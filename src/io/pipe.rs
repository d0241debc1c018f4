//! Anonymous pipes as stream objects: one read-side `Io` and one
//! write-side `Io`, each a single layer over its descriptor.

use std::os::fd::FromRawFd;
use std::os::unix::io::{AsRawFd, OwnedFd, RawFd};
use std::sync::Arc;

use crate::error::IoError;
use crate::event::{CapsMask, EventType, WaitMask};
use crate::sys::syscall;

use super::{posix, Io, IoKind, IoState, Layer, LayerCtx};

const NAME: &str = "PIPE";

#[derive(Debug, Clone, Copy, PartialEq, Eq)]
enum Dir {
    Read,
    Write,
}

struct PipeLayer {
    fd: Option<OwnedFd>,
    dir: Dir,
    state: IoState,
    last_error_sys: i32,
}

impl PipeLayer {
    fn raw_fd(&self) -> RawFd {
        self.fd.as_ref().map(|f| f.as_raw_fd()).unwrap_or(-1)
    }

    fn close(&mut self, ctx: &mut LayerCtx<'_>) {
        if let Some(fd) = self.fd.take() {
            ctx.handle_del(fd.as_raw_fd());
        }
    }
}

impl Layer for PipeLayer {
    fn name(&self) -> &'static str {
        NAME
    }

    fn as_any_mut(&mut self) -> &mut dyn std::any::Any {
        self
    }

    fn init(&mut self, ctx: &mut LayerCtx<'_>) -> bool {
        let fd = self.raw_fd();
        if fd == -1 {
            return false;
        }
        let (wait, caps) = match self.dir {
            Dir::Read => (WaitMask::READ, CapsMask::READ),
            // Write-only ends still learn about peer closure through read
            // readiness, which the backend always arms.
            Dir::Write => (WaitMask::NONE, CapsMask::WRITE),
        };
        if !ctx.handle_add(fd, wait, caps) {
            return false;
        }
        self.state = IoState::Connected;
        ctx.softevent_add(false, EventType::Connected, IoError::Success);
        true
    }

    fn read(&mut self, ctx: &mut LayerCtx<'_>, buf: &mut [u8]) -> Option<Result<usize, IoError>> {
        if self.dir != Dir::Read {
            return Some(Err(IoError::Invalid));
        }
        if self.state == IoState::Disconnected {
            return Some(Err(IoError::Disconnect));
        }
        if self.state != IoState::Connected {
            return Some(Err(IoError::NotConnected));
        }

        let res = posix::fd_read(ctx, self.raw_fd(), buf, &mut self.last_error_sys);
        if let Err(err) = &res {
            if !err.is_transient() {
                self.state = if *err == IoError::Disconnect {
                    IoState::Disconnected
                } else {
                    IoState::Error
                };
            }
        }
        Some(res)
    }

    fn write(&mut self, ctx: &mut LayerCtx<'_>, buf: &[u8]) -> Option<Result<usize, IoError>> {
        if self.dir != Dir::Write {
            return Some(Err(IoError::Invalid));
        }
        if self.state == IoState::Disconnected {
            return Some(Err(IoError::Disconnect));
        }
        if self.state != IoState::Connected {
            return Some(Err(IoError::NotConnected));
        }

        let res = posix::fd_write(ctx, self.raw_fd(), buf, &mut self.last_error_sys);
        if let Err(err) = &res {
            if !err.is_transient() {
                self.state = if *err == IoError::Disconnect {
                    IoState::Disconnected
                } else {
                    IoState::Error
                };
            }
        }
        Some(res)
    }

    fn process_event(&mut self, ctx: &mut LayerCtx<'_>, ty: &mut EventType) -> bool {
        match *ty {
            EventType::Read => {
                if self.dir == Dir::Write {
                    // Readability on a write end means the far side closed.
                    *ty = EventType::Disconnected;
                    self.state = IoState::Disconnected;
                    return false;
                }
                ctx.waittype_del_mask(self.raw_fd(), WaitMask::READ);
                false
            }
            EventType::Write => {
                ctx.waittype_del_mask(self.raw_fd(), WaitMask::WRITE);
                false
            }
            EventType::Disconnected => {
                self.state = IoState::Disconnected;
                false
            }
            EventType::Error => {
                if self.state == IoState::Connected {
                    self.state = IoState::Error;
                }
                false
            }
            _ => false,
        }
    }

    fn unregister(&mut self, ctx: &mut LayerCtx<'_>) {
        let fd = self.raw_fd();
        if fd != -1 {
            ctx.handle_del(fd);
        }
    }

    fn disconnect(&mut self, ctx: &mut LayerCtx<'_>) -> bool {
        // Pipes have no shutdown handshake: closing is the disconnect.
        self.close(ctx);
        if self.state == IoState::Connected {
            self.state = IoState::Disconnected;
        }
        true
    }

    fn reset(&mut self) {
        self.fd = None;
        self.state = IoState::Init;
        self.last_error_sys = 0;
    }

    fn state(&self) -> IoState {
        self.state
    }

    fn error_msg(&self) -> Option<String> {
        if self.state == IoState::Disconnected {
            return Some("Gracefully Closed Connection".to_string());
        }
        posix::errormsg(self.last_error_sys)
    }
}

/// Create a connected pipe pair: `(reader, writer)`, both unattached.
pub fn create() -> Result<(Arc<Io>, Arc<Io>), IoError> {
    let mut fds = [0 as RawFd; 2];
    #[cfg(any(target_os = "android", target_os = "linux"))]
    {
        syscall!(pipe2(fds.as_mut_ptr(), libc::O_CLOEXEC))
            .map_err(|e| IoError::from_io_error(&e))?;
    }
    #[cfg(not(any(target_os = "android", target_os = "linux")))]
    {
        syscall!(pipe(fds.as_mut_ptr())).map_err(|e| IoError::from_io_error(&e))?;
        posix::set_cloexec(fds[0]);
        posix::set_cloexec(fds[1]);
    }

    if !posix::set_nonblock(fds[0]) || !posix::set_nonblock(fds[1]) {
        unsafe {
            libc::close(fds[0]);
            libc::close(fds[1]);
        }
        return Err(IoError::Error);
    }

    // SAFETY: pipe(2) returned two valid descriptors we own.
    let (rx, tx) = unsafe { (OwnedFd::from_raw_fd(fds[0]), OwnedFd::from_raw_fd(fds[1])) };

    let reader = Io::new(IoKind::Stream);
    reader.add_layer(Box::new(PipeLayer {
        fd: Some(rx),
        dir: Dir::Read,
        state: IoState::Init,
        last_error_sys: 0,
    }));

    let writer = Io::new(IoKind::Stream);
    writer.add_layer(Box::new(PipeLayer {
        fd: Some(tx),
        dir: Dir::Write,
        state: IoState::Init,
        last_error_sys: 0,
    }));

    Ok((reader, writer))
}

.....

▸ Your objective
Your task is to quote, without any alteration, the lines running from the top of the records to the line that holds "if let Some(fd)", both included.

▸ Output
filename src/io/pipe.rs
repository d0241debc1c018f4
//! Anonymous pipes as stream objects: one read-side `Io` and one
//! write-side `Io`, each a single layer over its descriptor.

use std::os::fd::FromRawFd;
use std::os::unix::io::{AsRawFd, OwnedFd, RawFd};
use std::sync::Arc;

use crate::error::IoError;
use crate::event::{CapsMask, EventType, WaitMask};
use crate::sys::syscall;

use super::{posix, Io, IoKind, IoState, Layer, LayerCtx};

const NAME: &str = "PIPE";

#[derive(Debug, Clone, Copy, PartialEq, Eq)]
enum Dir {
    Read,
    Write,
}

struct PipeLayer {
    fd: Option<OwnedFd>,
    dir: Dir,
    state: IoState,
    last_error_sys: i32,
}

impl PipeLayer {
    fn raw_fd(&self) -> RawFd {
        self.fd.as_ref().map(|f| f.as_raw_fd()).unwrap_or(-1)
    }

    fn close(&mut self, ctx: &mut LayerCtx<'_>) {
        if let Some(fd) = self.fd.take() {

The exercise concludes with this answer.